*WORK TASK:* For every line in the records below that holds "date", make a copy.

(Collection entries)
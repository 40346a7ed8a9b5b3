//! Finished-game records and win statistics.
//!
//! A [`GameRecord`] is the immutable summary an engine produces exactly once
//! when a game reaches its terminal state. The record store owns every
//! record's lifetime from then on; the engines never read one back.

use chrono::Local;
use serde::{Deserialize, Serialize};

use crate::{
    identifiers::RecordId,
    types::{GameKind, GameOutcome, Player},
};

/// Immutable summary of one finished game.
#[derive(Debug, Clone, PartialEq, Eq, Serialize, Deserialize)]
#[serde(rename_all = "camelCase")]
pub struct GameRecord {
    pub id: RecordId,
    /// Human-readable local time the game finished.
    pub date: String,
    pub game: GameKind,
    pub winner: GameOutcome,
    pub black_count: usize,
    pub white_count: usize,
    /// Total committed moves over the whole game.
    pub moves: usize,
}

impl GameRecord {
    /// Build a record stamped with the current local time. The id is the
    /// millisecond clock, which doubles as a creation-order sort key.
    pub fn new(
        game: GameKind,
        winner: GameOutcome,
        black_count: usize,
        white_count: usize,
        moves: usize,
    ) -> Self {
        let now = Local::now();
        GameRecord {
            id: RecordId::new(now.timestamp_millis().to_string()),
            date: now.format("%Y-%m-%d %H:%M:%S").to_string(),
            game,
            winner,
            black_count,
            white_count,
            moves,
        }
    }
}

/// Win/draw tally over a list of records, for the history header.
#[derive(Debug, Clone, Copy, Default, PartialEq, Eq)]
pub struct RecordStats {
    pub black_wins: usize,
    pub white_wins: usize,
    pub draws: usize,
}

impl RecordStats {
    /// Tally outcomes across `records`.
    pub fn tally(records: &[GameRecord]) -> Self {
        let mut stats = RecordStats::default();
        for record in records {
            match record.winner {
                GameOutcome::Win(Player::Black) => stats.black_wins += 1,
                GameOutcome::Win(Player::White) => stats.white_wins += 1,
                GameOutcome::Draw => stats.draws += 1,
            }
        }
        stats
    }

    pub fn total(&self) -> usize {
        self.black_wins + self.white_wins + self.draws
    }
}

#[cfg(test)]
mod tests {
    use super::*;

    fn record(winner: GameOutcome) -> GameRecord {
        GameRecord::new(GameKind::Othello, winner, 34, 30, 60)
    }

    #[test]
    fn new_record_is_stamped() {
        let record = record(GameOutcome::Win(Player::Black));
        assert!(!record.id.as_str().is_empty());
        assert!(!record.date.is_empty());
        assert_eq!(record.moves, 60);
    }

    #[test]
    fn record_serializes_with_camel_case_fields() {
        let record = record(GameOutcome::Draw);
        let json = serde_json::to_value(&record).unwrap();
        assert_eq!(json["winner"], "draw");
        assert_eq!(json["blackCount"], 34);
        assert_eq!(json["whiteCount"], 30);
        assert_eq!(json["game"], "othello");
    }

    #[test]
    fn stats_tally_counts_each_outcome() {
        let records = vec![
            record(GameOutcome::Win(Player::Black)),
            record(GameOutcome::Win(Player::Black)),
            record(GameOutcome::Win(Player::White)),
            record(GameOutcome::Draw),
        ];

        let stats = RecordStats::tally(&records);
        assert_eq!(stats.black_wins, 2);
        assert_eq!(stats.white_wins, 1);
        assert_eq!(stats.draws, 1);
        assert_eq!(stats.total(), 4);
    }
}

*WRITTEN ANSWER:*
    pub date: String,
            date: now.format("%Y-%m-%d %H:%M:%S").to_string(),
        assert!(!record.date.is_empty());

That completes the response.